The interview process offers the best opportunity for your problem-solving skills to shine, so you’ll want to come prepared.

“In preparation for the interview, select two to three situations where you used your problem-solving skills,” O’Farrell says. That way, when the interviewer asks you for examples of problems you’ve faced in your career—and how you solved them—you’ll have relevant stories ready. If you’re not sure how to tell your story effectively, the STAR method (which breaks down your story into four parts: Situation, Task, Action, and Result) can be helpful.

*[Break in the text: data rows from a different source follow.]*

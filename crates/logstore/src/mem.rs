use parking_lot::RwLock;

use crate::{Error, Store};

/// The in-memory tier: a bounded, append-only byte buffer.
///
/// Appends take the write lock; reads of already-written ranges take the
/// read lock and may run while an append grows the buffer.
#[derive(Debug)]
pub struct Memory {
    buf: RwLock<Vec<u8>>,
    capacity: usize,
}

impl Memory {
    pub fn new(capacity: usize) -> Self {
        Self {
            buf: RwLock::new(Vec::new()),
            capacity,
        }
    }

    pub(crate) fn fits(&self, len: usize) -> bool {
        self.buf.read().len() + len <= self.capacity
    }

    pub(crate) fn remaining(&self) -> usize {
        self.capacity - self.buf.read().len()
    }
}

impl Store for Memory {
    fn append(&self, buf: &[u8]) -> Result<u64, Error> {
        let mut inner = self.buf.write();
        if inner.len() + buf.len() > self.capacity {
            return Err(Error::Full {
                needed: buf.len() as u64,
                available: (self.capacity - inner.len()) as u64,
            });
        }
        let offset = inner.len() as u64;
        inner.extend_from_slice(buf);
        Ok(offset)
    }

    fn read_at(&self, offset: u64, buf: &mut [u8]) -> Result<(), Error> {
        let inner = self.buf.read();
        let start = offset as usize;
        let Some(src) = inner.get(start..start + buf.len()) else {
            return Err(Error::OutOfBounds {
                offset,
                len: buf.len() as u64,
                end: inner.len() as u64,
            });
        };
        buf.copy_from_slice(src);
        Ok(())
    }

    fn sync(&self) -> Result<(), Error> {
        Ok(())
    }

    fn len(&self) -> u64 {
        self.buf.read().len() as u64
    }
}

#[cfg(test)]
mod tests {
    use super::*;

    #[test]
    fn capacity_is_enforced() {
        let mem = Memory::new(4);
        mem.append(b"abc").unwrap();
        assert!(mem.fits(1));
        assert!(!mem.fits(2));
        assert!(matches!(mem.append(b"de"), Err(Error::Full { .. })));
        // The failed append must not have consumed anything.
        assert_eq!(mem.len(), 3);
        mem.append(b"d").unwrap();
    }
}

As a potential candidate, it’s also important to ask how you’ll need to use your skills on the job, Noll says. So you might ask the interviewers to share some of the issues or problems they’re hoping to solve by filling this position.

And if they turn around and ask you how you’d solve those problems? Don’t panic! If you have a story of a similar problem you’ve solved in the past, this is a great opportunity to share it. Otherwise, just talk through how you would approach it. Remember, the interviewers don’t expect you to come up with detailed solutions for problems their company is facing on the spot; they just want to get a sense of how you would begin to think about those problems if you were hired.